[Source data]
=== Section Start ===

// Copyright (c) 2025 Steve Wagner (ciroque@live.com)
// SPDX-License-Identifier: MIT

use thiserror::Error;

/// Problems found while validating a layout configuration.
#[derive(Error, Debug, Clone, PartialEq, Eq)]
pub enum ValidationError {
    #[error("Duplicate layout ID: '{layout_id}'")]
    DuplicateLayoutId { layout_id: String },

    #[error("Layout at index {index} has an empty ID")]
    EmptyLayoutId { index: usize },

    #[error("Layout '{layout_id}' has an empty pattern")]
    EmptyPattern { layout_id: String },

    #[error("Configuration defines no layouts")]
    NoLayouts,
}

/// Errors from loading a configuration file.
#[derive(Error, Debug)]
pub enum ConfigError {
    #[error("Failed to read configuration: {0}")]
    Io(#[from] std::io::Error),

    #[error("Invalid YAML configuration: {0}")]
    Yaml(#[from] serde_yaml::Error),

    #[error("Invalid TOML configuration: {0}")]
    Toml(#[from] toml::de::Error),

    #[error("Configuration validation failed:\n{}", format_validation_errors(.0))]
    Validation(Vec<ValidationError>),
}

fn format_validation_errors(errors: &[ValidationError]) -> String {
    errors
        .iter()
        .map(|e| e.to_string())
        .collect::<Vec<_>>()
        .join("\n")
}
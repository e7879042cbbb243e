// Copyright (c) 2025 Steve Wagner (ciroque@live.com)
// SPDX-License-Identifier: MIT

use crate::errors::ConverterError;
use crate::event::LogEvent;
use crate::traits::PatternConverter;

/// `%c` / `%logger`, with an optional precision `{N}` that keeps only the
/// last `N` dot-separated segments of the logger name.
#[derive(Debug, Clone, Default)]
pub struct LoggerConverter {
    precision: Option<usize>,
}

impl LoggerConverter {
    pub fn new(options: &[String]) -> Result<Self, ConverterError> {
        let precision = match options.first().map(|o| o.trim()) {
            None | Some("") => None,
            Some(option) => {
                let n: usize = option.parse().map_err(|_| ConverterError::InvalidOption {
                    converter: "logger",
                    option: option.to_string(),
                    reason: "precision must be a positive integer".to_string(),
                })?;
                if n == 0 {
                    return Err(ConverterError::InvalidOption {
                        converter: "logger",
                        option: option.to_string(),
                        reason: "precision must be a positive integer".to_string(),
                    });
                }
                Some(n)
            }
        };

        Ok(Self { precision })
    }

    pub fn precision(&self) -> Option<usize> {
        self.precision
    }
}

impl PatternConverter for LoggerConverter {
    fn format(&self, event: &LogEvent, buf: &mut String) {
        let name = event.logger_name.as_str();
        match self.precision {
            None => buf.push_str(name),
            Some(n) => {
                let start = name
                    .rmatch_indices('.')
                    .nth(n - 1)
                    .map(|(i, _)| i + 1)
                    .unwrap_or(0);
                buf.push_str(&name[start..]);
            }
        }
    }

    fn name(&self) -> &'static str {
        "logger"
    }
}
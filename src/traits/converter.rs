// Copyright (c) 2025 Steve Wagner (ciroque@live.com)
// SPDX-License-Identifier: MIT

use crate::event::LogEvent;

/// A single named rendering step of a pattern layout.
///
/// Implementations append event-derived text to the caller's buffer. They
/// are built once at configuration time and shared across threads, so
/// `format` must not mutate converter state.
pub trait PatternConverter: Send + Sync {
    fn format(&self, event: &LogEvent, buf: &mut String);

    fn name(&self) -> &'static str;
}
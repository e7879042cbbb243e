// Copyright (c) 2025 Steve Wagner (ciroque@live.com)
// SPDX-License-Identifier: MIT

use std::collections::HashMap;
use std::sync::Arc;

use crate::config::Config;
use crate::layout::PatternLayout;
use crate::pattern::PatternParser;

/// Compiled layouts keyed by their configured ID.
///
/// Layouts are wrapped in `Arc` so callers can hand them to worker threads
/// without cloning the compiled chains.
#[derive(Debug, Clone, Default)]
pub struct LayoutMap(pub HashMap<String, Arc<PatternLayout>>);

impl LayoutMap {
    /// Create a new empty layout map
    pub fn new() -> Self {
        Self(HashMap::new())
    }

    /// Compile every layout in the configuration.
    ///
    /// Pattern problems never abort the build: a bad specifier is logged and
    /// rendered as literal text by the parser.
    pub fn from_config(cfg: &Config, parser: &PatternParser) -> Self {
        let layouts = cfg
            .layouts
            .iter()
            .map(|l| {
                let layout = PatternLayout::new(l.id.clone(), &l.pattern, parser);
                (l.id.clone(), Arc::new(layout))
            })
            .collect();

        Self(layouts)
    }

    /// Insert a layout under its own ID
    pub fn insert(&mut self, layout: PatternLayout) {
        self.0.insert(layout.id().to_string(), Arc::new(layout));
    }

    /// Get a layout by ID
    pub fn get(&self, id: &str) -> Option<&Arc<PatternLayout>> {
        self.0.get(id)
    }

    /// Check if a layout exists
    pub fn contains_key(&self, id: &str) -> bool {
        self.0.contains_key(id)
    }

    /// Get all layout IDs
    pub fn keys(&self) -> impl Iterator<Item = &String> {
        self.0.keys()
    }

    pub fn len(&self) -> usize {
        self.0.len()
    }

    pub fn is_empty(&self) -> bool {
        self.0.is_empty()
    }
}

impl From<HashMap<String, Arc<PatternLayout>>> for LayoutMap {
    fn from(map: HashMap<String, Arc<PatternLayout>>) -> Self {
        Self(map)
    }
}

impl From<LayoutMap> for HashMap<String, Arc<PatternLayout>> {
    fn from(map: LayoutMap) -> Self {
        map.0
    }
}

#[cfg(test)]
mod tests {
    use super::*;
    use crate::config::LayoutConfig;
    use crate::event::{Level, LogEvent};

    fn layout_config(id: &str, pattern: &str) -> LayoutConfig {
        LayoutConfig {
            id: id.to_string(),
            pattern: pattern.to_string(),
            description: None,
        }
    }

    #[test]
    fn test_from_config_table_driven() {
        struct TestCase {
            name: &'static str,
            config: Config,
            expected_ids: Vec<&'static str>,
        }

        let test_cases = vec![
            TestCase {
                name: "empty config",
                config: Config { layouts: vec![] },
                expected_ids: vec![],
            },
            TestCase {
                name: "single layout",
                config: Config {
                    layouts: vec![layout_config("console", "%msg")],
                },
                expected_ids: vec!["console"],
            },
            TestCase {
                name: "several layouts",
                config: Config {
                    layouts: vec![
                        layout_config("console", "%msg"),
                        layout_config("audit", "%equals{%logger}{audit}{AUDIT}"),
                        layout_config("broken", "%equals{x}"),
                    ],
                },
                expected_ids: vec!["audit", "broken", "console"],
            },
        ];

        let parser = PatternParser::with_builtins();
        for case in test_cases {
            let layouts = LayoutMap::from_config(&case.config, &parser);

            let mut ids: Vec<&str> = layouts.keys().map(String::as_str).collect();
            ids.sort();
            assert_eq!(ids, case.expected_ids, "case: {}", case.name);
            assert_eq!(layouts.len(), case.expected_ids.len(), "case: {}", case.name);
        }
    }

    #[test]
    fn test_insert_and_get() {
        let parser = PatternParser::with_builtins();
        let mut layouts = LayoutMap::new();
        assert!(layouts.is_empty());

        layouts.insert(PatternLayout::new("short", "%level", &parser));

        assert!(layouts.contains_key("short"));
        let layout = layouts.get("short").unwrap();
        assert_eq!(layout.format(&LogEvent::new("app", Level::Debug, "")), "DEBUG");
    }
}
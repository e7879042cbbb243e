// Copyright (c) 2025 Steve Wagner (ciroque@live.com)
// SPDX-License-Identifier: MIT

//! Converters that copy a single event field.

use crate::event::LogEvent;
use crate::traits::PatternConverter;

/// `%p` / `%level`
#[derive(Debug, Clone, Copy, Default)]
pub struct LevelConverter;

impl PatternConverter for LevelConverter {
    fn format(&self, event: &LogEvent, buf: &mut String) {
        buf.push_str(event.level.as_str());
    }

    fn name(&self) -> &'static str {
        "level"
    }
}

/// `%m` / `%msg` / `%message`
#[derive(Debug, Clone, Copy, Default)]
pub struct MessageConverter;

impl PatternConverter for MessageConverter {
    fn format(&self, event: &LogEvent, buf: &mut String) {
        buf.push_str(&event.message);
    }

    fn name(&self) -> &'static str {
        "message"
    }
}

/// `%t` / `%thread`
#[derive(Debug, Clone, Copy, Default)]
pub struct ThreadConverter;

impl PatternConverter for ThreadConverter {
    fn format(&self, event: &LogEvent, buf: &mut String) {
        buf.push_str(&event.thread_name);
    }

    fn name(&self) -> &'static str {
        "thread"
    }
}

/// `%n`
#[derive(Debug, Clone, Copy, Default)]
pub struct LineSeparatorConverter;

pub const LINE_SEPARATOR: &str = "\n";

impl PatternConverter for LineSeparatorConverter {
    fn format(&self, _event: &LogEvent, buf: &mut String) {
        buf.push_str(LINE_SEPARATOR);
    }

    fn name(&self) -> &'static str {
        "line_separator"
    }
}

=== Section End ===

Please report only the count of lines in the entries above where the word "None" appears.

Answer for the task: 3